→ Action item: Transcribe only part of the material below: the lines from the one containing "starts on screen." through the one containing "for y in 0..area.height", inclusive, exactly as written.

-=-=-

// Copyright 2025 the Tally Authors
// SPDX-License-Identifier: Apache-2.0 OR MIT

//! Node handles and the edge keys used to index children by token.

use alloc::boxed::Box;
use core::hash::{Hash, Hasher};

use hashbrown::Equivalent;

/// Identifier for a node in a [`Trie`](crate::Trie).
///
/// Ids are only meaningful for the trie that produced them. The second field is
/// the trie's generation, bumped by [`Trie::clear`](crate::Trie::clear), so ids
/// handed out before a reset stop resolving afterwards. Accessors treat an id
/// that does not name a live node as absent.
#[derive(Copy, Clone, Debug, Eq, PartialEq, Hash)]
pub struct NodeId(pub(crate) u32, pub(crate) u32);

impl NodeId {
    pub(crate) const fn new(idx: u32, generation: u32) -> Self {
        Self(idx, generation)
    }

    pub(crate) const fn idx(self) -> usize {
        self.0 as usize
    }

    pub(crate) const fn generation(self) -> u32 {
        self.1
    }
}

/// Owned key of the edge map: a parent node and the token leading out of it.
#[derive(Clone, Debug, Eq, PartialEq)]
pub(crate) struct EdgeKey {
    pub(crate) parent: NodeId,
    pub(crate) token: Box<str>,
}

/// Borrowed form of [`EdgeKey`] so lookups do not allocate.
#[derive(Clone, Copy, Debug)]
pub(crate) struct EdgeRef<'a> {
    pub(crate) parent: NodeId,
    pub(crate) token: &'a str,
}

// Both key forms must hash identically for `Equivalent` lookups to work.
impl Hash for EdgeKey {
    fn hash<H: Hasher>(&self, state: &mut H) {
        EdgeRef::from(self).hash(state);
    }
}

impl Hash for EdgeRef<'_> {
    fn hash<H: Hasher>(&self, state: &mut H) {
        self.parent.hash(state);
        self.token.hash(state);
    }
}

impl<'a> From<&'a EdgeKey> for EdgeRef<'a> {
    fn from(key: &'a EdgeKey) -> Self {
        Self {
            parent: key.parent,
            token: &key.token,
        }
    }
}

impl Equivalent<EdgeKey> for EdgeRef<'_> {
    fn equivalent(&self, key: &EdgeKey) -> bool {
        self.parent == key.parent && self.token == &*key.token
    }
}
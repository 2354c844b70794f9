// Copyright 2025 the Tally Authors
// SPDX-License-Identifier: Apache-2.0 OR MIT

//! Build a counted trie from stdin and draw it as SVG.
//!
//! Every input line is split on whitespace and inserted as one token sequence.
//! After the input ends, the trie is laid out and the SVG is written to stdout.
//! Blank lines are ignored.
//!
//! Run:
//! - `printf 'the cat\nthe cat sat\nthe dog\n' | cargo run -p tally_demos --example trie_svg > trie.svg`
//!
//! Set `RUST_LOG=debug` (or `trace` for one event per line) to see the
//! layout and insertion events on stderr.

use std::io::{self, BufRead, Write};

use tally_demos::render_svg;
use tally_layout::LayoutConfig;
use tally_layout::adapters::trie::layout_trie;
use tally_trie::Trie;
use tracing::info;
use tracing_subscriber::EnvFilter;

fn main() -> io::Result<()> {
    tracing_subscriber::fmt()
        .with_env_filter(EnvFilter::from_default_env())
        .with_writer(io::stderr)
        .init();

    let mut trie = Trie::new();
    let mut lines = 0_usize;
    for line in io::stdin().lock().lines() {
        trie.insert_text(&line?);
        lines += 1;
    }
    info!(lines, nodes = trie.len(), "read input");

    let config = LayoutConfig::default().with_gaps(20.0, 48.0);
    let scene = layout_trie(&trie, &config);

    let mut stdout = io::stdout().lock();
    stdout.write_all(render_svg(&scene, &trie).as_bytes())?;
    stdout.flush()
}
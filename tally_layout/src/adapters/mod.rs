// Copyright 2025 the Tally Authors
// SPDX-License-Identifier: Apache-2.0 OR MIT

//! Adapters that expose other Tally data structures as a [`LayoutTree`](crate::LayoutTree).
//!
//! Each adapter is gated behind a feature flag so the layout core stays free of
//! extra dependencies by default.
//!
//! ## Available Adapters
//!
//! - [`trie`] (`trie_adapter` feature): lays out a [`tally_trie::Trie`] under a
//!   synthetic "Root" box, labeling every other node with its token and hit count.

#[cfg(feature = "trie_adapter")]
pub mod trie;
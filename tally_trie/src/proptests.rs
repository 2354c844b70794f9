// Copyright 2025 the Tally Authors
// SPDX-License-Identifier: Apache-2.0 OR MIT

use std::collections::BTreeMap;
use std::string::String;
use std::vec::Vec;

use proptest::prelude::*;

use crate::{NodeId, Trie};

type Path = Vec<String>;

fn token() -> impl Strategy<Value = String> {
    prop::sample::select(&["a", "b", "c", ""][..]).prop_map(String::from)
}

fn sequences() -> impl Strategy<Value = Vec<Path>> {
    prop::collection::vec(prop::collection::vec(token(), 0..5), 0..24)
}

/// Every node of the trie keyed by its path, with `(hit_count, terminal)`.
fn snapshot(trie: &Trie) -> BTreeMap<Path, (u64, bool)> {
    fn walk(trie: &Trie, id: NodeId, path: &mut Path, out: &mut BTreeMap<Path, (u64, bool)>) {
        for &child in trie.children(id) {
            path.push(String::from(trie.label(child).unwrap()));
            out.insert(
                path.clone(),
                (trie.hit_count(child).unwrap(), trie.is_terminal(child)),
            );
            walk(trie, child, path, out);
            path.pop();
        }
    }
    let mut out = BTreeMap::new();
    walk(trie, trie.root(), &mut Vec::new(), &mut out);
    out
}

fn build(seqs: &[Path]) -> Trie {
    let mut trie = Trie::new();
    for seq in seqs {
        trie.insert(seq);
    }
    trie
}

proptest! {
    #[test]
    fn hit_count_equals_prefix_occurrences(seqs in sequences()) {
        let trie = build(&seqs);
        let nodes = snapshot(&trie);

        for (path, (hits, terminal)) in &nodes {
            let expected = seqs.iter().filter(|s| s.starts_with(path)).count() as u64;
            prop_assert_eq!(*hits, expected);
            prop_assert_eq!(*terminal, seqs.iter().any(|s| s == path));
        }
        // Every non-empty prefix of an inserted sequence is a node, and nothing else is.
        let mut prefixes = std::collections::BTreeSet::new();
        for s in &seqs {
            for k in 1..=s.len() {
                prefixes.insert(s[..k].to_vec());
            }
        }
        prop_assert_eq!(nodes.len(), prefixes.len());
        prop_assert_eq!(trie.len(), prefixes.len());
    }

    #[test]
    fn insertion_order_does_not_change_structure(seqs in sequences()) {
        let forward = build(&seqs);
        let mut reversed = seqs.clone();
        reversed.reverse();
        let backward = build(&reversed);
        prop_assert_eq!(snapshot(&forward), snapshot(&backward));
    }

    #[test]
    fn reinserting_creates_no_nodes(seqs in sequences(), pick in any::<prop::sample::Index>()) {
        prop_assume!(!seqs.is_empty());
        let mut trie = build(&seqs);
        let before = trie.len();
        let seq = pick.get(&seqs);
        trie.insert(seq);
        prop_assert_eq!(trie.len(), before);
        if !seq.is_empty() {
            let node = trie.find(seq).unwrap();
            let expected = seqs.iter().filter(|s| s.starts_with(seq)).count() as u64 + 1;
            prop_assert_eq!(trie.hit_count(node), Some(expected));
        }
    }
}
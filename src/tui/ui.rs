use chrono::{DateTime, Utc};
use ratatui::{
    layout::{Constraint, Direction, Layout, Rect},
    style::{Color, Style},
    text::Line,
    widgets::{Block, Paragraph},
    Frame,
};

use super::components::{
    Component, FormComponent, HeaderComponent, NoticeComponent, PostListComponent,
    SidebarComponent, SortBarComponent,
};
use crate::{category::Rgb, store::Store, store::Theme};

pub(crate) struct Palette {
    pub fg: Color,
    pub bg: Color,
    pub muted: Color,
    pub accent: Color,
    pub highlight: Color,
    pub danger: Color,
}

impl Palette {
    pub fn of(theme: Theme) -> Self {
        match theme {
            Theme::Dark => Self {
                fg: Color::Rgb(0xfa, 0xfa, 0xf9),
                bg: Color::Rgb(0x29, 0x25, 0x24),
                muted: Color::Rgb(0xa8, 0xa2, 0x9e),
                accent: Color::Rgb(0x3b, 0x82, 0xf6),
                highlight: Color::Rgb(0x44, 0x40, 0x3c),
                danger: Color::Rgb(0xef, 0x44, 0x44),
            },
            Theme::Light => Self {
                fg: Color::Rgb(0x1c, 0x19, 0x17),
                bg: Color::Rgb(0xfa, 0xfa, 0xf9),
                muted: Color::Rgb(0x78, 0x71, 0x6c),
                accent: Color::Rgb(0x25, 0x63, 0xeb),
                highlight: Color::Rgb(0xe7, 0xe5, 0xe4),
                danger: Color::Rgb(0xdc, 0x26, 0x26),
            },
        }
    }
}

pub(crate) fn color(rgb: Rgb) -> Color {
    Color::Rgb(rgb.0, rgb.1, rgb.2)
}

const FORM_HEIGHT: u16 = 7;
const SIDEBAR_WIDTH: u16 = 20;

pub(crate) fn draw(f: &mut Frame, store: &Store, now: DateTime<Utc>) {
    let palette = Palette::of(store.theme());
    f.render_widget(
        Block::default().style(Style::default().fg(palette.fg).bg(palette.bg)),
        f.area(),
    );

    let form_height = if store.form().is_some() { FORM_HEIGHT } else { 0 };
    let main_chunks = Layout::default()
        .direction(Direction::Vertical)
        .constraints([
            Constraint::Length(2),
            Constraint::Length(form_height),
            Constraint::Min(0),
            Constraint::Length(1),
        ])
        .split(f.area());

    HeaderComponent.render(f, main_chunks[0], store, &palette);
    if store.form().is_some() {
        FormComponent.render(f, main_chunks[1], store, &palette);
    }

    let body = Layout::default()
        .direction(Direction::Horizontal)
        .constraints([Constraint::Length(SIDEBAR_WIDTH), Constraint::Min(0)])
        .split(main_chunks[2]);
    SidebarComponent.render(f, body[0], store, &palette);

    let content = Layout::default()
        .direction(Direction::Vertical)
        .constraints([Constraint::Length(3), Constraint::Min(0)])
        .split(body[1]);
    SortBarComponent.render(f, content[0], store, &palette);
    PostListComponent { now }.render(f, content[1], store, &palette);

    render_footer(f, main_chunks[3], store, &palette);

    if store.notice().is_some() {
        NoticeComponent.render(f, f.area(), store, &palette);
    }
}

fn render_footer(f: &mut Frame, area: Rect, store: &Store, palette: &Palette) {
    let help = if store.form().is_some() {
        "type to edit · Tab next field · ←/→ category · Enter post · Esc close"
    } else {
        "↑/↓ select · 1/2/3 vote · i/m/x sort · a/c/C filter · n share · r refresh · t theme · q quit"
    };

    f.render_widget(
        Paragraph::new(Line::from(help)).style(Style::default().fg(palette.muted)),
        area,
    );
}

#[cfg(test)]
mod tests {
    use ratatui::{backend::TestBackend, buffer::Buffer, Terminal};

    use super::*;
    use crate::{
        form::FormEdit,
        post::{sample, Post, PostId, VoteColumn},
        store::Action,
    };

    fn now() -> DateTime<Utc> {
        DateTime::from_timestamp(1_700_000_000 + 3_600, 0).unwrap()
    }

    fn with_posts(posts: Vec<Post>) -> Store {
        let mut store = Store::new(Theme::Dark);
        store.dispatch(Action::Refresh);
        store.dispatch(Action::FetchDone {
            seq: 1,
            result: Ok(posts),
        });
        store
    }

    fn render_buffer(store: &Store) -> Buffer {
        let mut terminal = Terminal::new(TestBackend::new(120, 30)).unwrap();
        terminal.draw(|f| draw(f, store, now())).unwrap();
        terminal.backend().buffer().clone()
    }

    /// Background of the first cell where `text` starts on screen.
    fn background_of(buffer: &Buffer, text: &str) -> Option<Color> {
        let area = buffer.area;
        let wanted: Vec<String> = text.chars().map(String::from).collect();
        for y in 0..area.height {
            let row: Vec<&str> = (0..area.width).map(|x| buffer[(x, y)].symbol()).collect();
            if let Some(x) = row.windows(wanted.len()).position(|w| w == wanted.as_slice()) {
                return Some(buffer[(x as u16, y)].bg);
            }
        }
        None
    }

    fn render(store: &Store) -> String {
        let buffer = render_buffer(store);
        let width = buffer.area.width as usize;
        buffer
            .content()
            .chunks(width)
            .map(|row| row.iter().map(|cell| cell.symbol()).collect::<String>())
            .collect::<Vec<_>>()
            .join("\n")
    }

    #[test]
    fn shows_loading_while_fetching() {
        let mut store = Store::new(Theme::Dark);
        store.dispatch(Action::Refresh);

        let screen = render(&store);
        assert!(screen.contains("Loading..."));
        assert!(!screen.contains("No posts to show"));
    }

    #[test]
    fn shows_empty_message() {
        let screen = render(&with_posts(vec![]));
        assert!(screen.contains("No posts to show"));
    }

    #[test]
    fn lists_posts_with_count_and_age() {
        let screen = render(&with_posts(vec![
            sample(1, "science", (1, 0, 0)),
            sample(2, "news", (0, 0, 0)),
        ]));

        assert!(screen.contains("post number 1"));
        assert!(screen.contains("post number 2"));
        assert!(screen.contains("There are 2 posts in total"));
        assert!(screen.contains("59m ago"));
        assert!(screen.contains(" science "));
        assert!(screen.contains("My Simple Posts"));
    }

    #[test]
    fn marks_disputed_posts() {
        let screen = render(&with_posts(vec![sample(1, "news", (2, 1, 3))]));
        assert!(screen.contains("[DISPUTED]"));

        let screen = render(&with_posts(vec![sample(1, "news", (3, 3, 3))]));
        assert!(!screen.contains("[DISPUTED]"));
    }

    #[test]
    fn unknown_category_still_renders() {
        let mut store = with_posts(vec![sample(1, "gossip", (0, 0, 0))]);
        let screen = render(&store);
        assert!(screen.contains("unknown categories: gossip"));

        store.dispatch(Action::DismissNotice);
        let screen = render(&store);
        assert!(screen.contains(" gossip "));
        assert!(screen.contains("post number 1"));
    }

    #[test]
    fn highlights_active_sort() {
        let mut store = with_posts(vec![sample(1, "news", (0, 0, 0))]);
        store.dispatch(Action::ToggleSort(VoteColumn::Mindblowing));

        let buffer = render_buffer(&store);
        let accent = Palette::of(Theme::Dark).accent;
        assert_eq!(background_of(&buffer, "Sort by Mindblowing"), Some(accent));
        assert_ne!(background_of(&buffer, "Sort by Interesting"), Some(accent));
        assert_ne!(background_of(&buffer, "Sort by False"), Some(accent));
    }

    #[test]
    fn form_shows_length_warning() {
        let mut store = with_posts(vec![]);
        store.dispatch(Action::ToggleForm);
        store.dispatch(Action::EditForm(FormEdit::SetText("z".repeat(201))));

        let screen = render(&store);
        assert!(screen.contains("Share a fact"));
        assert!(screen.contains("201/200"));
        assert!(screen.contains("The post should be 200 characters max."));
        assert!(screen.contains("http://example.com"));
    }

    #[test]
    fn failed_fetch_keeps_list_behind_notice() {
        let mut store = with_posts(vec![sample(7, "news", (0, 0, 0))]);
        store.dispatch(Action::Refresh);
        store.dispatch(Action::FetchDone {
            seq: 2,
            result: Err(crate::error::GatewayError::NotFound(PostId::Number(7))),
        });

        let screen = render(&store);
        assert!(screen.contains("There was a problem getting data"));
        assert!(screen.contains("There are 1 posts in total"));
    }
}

-=-=-

→ Solution:
    /// Background of the first cell where `text` starts on screen.
    fn background_of(buffer: &Buffer, text: &str) -> Option<Color> {
        let area = buffer.area;
        let wanted: Vec<String> = text.chars().map(String::from).collect();
        for y in 0..area.height {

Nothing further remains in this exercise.